2. The apparatus of claim 1 , further comprising a high-speed memory for storing the decoded SPS, PPS, slice header and MB header for the bitstream, wherein the main processor structures and processes the SPS, PPS, slice header and MB header stored in the high-speed memory and sends the processed MB header to the parallel-processing array processor.
3. The apparatus of claim 1 , wherein the decoded MB coefficient values for the bitstream are sent to the parallel-processing array processor by the DMA controller.
4. The apparatus of claim 1 , further comprising an image frame memory for storing data decoded by the bitstream processor, the parallel-processing array processor and the sequential processing processor.
5. The apparatus of claim 1 , wherein the bitstream processor comprises:
two input buffers for storing the compressed bitstream received via the matrix switch bus to continuously receive the bitstream simultaneously with operation of the bitstream processor; and
two output buffers for storing the decoded MB coefficient values to continuously output the MB coefficient values to the parallel-processing array processor.

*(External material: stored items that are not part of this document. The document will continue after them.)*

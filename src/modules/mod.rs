use std::path::Path;
use crate::error::Result;

pub mod image_editor;
pub mod image_export;
pub mod settings;

/// Operations every open document exposes to the window shell.
pub trait EditorModule {
    fn save(&mut self) -> Result<()>;
    fn save_as(&mut self, path: &Path) -> Result<()>;
    fn get_title(&self) -> String;
    fn is_dirty(&self) -> bool;
}
use log::warn;
use serde::{Deserialize, Serialize};
use std::fs;
use std::path::{Path, PathBuf};
use crate::error::Result;

/// User preferences toggled from the settings dialog.
#[derive(Debug, Clone, PartialEq, Serialize, Deserialize)]
#[serde(default, rename_all = "camelCase")]
pub struct ConfigFlags {
    pub auto_fit_in_view: bool,
    pub file_path_in_title: bool,
    pub keep_aspect_ratio_choice: bool,
    pub last_location_opened: bool,
}

impl Default for ConfigFlags {
    fn default() -> Self {
        Self { auto_fit_in_view: true, file_path_in_title: false, keep_aspect_ratio_choice: false, last_location_opened: true }
    }
}

/// Values remembered between sessions rather than chosen explicitly.
#[derive(Debug, Clone, PartialEq, Serialize, Deserialize)]
#[serde(default)]
pub struct Behavior {
    pub location: PathBuf,
    /// Last state of the resize dialog's "keep aspect ratio" box.
    pub choice: bool,
}

impl Default for Behavior {
    fn default() -> Self { Self { location: PathBuf::new(), choice: true } }
}

#[derive(Debug, Clone, Default, PartialEq, Serialize, Deserialize)]
#[serde(default)]
pub struct EditorSettings {
    pub config: ConfigFlags,
    pub behavior: Behavior,
}

impl EditorSettings {
    pub fn load() -> Self { Self::load_from(&Self::get_config_path()) }

    /// Missing or unreadable files fall back to the defaults.
    pub fn load_from(path: &Path) -> Self {
        if let Ok(s) = fs::read_to_string(path) {
            match serde_json::from_str(&s) {
                Ok(settings) => return settings,
                Err(e) => warn!("ignoring malformed settings {}: {}", path.display(), e),
            }
        }
        Self::default()
    }

    pub fn save(&self) -> Result<()> { self.save_to(&Self::get_config_path()) }

    pub fn save_to(&self, path: &Path) -> Result<()> {
        if let Some(p) = path.parent() { fs::create_dir_all(p)?; }
        fs::write(path, serde_json::to_string_pretty(self)?)?;
        Ok(())
    }

    pub fn get_config_path() -> PathBuf {
        let mut p: PathBuf = dirs::config_dir().unwrap_or_else(|| PathBuf::from("."));
        p.push("image_spell");
        p.push("settings.json");
        p
    }

    /// Directory the open dialog should start in.
    pub fn location(&self) -> PathBuf {
        if self.config.last_location_opened && !self.behavior.location.as_os_str().is_empty() {
            return self.behavior.location.clone();
        }
        dirs::home_dir().unwrap_or_else(|| PathBuf::from("."))
    }

    pub fn remember_location(&mut self, location: &Path) {
        self.behavior.location = if self.config.last_location_opened { location.to_path_buf() } else { PathBuf::new() };
    }

    /// The remembered aspect-ratio choice, if the user asked for it to be kept.
    pub fn aspect_choice(&self) -> Option<bool> {
        self.config.keep_aspect_ratio_choice.then_some(self.behavior.choice)
    }

    pub fn remember_aspect_choice(&mut self, choice: bool) { self.behavior.choice = choice; }
}

#[cfg(test)]
mod tests {
    use super::*;

    #[test]
    fn partial_files_keep_defaults_for_missing_keys() {
        let s: EditorSettings = serde_json::from_str(r#"{"config":{"filePathInTitle":true}}"#).unwrap();
        assert!(s.config.file_path_in_title);
        assert!(s.config.auto_fit_in_view);
        assert!(s.behavior.choice);
    }

    #[test]
    fn location_is_only_remembered_when_enabled() {
        let mut s = EditorSettings::default();
        s.remember_location(Path::new("/srv/pictures"));
        assert_eq!(s.location(), PathBuf::from("/srv/pictures"));

        s.config.last_location_opened = false;
        s.remember_location(Path::new("/srv/other"));
        assert_eq!(s.behavior.location, PathBuf::new());
        assert_ne!(s.location(), PathBuf::from("/srv/other"));
    }

    #[test]
    fn aspect_choice_requires_opt_in() {
        let mut s = EditorSettings::default();
        s.remember_aspect_choice(false);
        assert_eq!(s.aspect_choice(), None);
        s.config.keep_aspect_ratio_choice = true;
        assert_eq!(s.aspect_choice(), Some(false));
    }

    #[test]
    fn round_trip_through_disk() {
        let dir = tempfile::tempdir().unwrap();
        let path = dir.path().join("nested").join("settings.json");
        let mut s = EditorSettings::default();
        s.config.auto_fit_in_view = false;
        s.save_to(&path).unwrap();
        assert_eq!(EditorSettings::load_from(&path), s);
    }

    #[test]
    fn unwritable_location_is_a_settings_io_error() {
        let dir = tempfile::tempdir().unwrap();
        let blocker = dir.path().join("blocker");
        fs::write(&blocker, "file, not a directory").unwrap();
        let err = EditorSettings::default().save_to(&blocker.join("settings.json")).unwrap_err();
        assert!(matches!(err, crate::error::EditorError::SettingsIo(_)));
    }

    #[test]
    fn corrupt_file_falls_back_to_defaults() {
        let dir = tempfile::tempdir().unwrap();
        let path = dir.path().join("settings.json");
        fs::write(&path, "{ not json").unwrap();
        assert_eq!(EditorSettings::load_from(&path), EditorSettings::default());
    }
}
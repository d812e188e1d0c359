use thiserror::Error;

/// Error type for enum conversion failures on wire or CLI inputs.
#[derive(Error, Debug, Clone, PartialEq, Eq)]
pub enum EnumConversionError {
    #[error("Invalid node type: {0}")]
    InvalidNodeKind(String),
    #[error("Invalid access kind: {0}")]
    InvalidAccessKind(String),
    #[error("Invalid rank direction: {0} (expected TB, LR, BT or RL)")]
    InvalidRankDirection(String),
    #[error("Invalid layout strategy: {0} (expected hierarchical or grid-scatter)")]
    InvalidLayoutStrategy(String),
}
//! Static SVG snapshot of a rendered scene.
//!
//! One frame only: the interactive loop lives in the engine, this just dumps
//! what the rendering surface would draw.

use grantmap_graph::{MarkerKind, Scene, Vec2};
use std::fmt::Write as _;

pub fn render(scene: &Scene, viewport: Vec2) -> String {
    let mut out = String::new();
    let _ = writeln!(
        out,
        r#"<svg xmlns="http://www.w3.org/2000/svg" width="{:.0}" height="{:.0}" viewBox="0 0 {:.0} {:.0}">"#,
        viewport.x, viewport.y, viewport.x, viewport.y
    );
    let _ = writeln!(
        out,
        r##"  <defs>
    <marker id="arrow" viewBox="0 0 10 10" refX="9" refY="5" markerWidth="7" markerHeight="7" orient="auto-start-reverse">
      <path d="M0,0 L10,5 L0,10 z" fill="context-stroke"/>
    </marker>
    <marker id="arrow-dim" viewBox="0 0 10 10" refX="9" refY="5" markerWidth="5" markerHeight="5" orient="auto-start-reverse">
      <path d="M0,0 L10,5 L0,10 z" fill="context-stroke" opacity="0.4"/>
    </marker>
  </defs>"##
    );

    let t = scene.transform;
    let _ = writeln!(
        out,
        r#"  <g transform="translate({:.2} {:.2}) scale({:.3})">"#,
        t.translate.x, t.translate.y, t.scale
    );

    for edge in &scene.edges {
        let marker = match edge.style.marker {
            MarkerKind::Arrow => "arrow",
            MarkerKind::DimmedArrow => "arrow-dim",
        };
        let dash = if edge.style.dashed {
            r#" stroke-dasharray="6 4""#
        } else {
            ""
        };
        let _ = writeln!(
            out,
            r#"    <path d="{}" fill="none" stroke="{}" stroke-width="{:.1}" opacity="{:.2}"{} marker-end="url(#{})"/>"#,
            edge.path.svg_data(),
            edge.style.color.to_hex(),
            edge.style.width,
            edge.style.opacity,
            dash,
            marker,
        );
    }

    for node in &scene.nodes {
        let min = node.pos - node.half_extent;
        let _ = writeln!(
            out,
            r#"    <rect x="{:.2}" y="{:.2}" width="{:.2}" height="{:.2}" rx="6" fill="{}" stroke="{}"/>"#,
            min.x,
            min.y,
            node.half_extent.x * 2.0,
            node.half_extent.y * 2.0,
            node.colors.fill.to_hex(),
            node.colors.border.to_hex(),
        );
        let _ = writeln!(
            out,
            r#"    <text x="{:.2}" y="{:.2}" text-anchor="middle" dominant-baseline="middle" fill="{}" font-family="sans-serif" font-size="14">{}</text>"#,
            node.pos.x,
            node.pos.y,
            node.colors.text.to_hex(),
            escape(&node.label),
        );
    }

    out.push_str("  </g>\n</svg>\n");
    out
}

fn escape(text: &str) -> String {
    text.replace('&', "&amp;").replace('<', "&lt;").replace('>', "&gt;")
}

#[cfg(test)]
mod tests {
    use super::*;
    use grantmap_core::{AccessKind, EdgeData, GraphData, NodeData, NodeId, NodeKind};
    use grantmap_graph::{DiagramController, LayoutOptions};

    fn scene_fixture() -> (Scene, Vec2) {
        let data = GraphData {
            nodes: vec![
                NodeData {
                    id: NodeId::from("a"),
                    name: "Read & Write".to_string(),
                    kind: NodeKind::PERMISSION_SET,
                    group: 0,
                    enabled: None,
                },
                NodeData {
                    id: NodeId::from("b"),
                    name: "Vault".to_string(),
                    kind: NodeKind::CONTROL,
                    group: 1,
                    enabled: None,
                },
            ],
            edges: vec![EdgeData {
                source: NodeId::from("a"),
                target: NodeId::from("b"),
                access: AccessKind::DENY,
            }],
        };
        let controller =
            DiagramController::new(&data, Some(640.0), Some(480.0), LayoutOptions::default());
        (controller.scene(), controller.viewport())
    }

    #[test]
    fn svg_contains_edges_nodes_and_transform() {
        let (scene, viewport) = scene_fixture();
        let svg = render(&scene, viewport);

        assert!(svg.starts_with("<svg"));
        assert!(svg.contains(r#"width="640""#));
        assert!(svg.contains("<g transform=\"translate("));
        assert!(svg.contains("stroke-dasharray"), "DENY edge should be dashed");
        assert!(svg.contains("marker-end=\"url(#arrow)\""));
        assert_eq!(svg.matches("<rect").count(), 2);
        assert!(svg.ends_with("</svg>\n"));
    }

    #[test]
    fn labels_are_escaped() {
        let (scene, viewport) = scene_fixture();
        let svg = render(&scene, viewport);
        assert!(svg.contains("Read &amp; Write"));
    }
}
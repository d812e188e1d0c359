use serde::{Deserialize, Serialize};
use std::fmt;

pub mod error;
pub mod options;

pub use error::EnumConversionError;
pub use options::{LayoutStrategy, RankDirection};

/// Identifier of a permission-model node. Unique within one graph payload.
#[derive(Debug, Clone, PartialEq, Eq, PartialOrd, Ord, Hash, Serialize, Deserialize)]
pub struct NodeId(pub String);

impl NodeId {
    pub fn new(id: impl Into<String>) -> Self {
        Self(id.into())
    }

    pub fn as_str(&self) -> &str {
        &self.0
    }
}

impl fmt::Display for NodeId {
    fn fmt(&self, f: &mut fmt::Formatter<'_>) -> fmt::Result {
        write!(f, "{}", self.0)
    }
}

impl From<&str> for NodeId {
    fn from(value: &str) -> Self {
        Self(value.to_string())
    }
}

/// Category of a permission-model node, as delivered by the data layer.
#[derive(Debug, Clone, Copy, PartialEq, Eq, Hash, Serialize, Deserialize)]
#[allow(non_camel_case_types)]
pub enum NodeKind {
    #[serde(rename = "permissionSet")]
    PERMISSION_SET,
    #[serde(rename = "permissionGroup")]
    PERMISSION_GROUP,
    #[serde(rename = "control")]
    CONTROL,
    #[serde(rename = "other")]
    OTHER,
}

impl TryFrom<&str> for NodeKind {
    type Error = EnumConversionError;

    fn try_from(value: &str) -> Result<Self, Self::Error> {
        match value {
            "permissionSet" => Ok(NodeKind::PERMISSION_SET),
            "permissionGroup" => Ok(NodeKind::PERMISSION_GROUP),
            "control" => Ok(NodeKind::CONTROL),
            "other" => Ok(NodeKind::OTHER),
            _ => Err(EnumConversionError::InvalidNodeKind(value.to_string())),
        }
    }
}

/// Whether an access edge grants or denies.
#[derive(Debug, Clone, Copy, PartialEq, Eq, Hash, Serialize, Deserialize)]
#[allow(non_camel_case_types)]
pub enum AccessKind {
    ALLOW,
    DENY,
}

impl TryFrom<&str> for AccessKind {
    type Error = EnumConversionError;

    fn try_from(value: &str) -> Result<Self, Self::Error> {
        match value {
            "ALLOW" => Ok(AccessKind::ALLOW),
            "DENY" => Ok(AccessKind::DENY),
            _ => Err(EnumConversionError::InvalidAccessKind(value.to_string())),
        }
    }
}

/// A node as delivered by the data-acquisition layer. Positions are not part
/// of the wire format; layout assigns them.
#[derive(Debug, Clone, PartialEq, Serialize, Deserialize)]
pub struct NodeData {
    pub id: NodeId,
    pub name: String,
    #[serde(rename = "type")]
    pub kind: NodeKind,
    /// Visual category used for grouping-dependent styling.
    #[serde(default)]
    pub group: i32,
    #[serde(default, skip_serializing_if = "Option::is_none")]
    pub enabled: Option<bool>,
}

/// A directed access edge between two nodes.
#[derive(Debug, Clone, PartialEq, Serialize, Deserialize)]
pub struct EdgeData {
    pub source: NodeId,
    pub target: NodeId,
    pub access: AccessKind,
}

/// The full graph payload handed to the diagram engine.
#[derive(Debug, Clone, Default, PartialEq, Serialize, Deserialize)]
pub struct GraphData {
    pub nodes: Vec<NodeData>,
    pub edges: Vec<EdgeData>,
}

impl GraphData {
    /// True when there is nothing to render. This is a content-empty state,
    /// not an error.
    pub fn is_empty(&self) -> bool {
        self.nodes.is_empty() && self.edges.is_empty()
    }
}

6. The apparatus of claim 1 , wherein the bitstream processor comprises an interrupt generator for generating an interrupt signal when an operation of the bitstream processor is terminated or an exception occurs, and sending the generated interrupt signal to the sequencer processor or the main processor.
7. The apparatus of claim 4 , wherein the parallel-processing array processor comprises:
a program memory for storing a program for performing the IQ, IT, and MC operations;
a data memory for storing the MB coefficient values received from the bitstream processor and receiving and storing reference data required for the MC operation from the image frame memory;
a plurality of processing units for simultaneously processing the IQ, IT, and MC operations for the plurality of MBs; and
an interrupt generator for generating an interrupt signal when operation of the parallel-processing array processor is terminated or an exception occurs and sending the generated interrupt signal to the sequencer processor or the main processor.
8. The apparatus of claim 7 , wherein the parallel-processing array processor simultaneously performs the IQ, IT, and MC operations for the plurality of MBs and reception of the reference data required for the MC operation from the image frame memory.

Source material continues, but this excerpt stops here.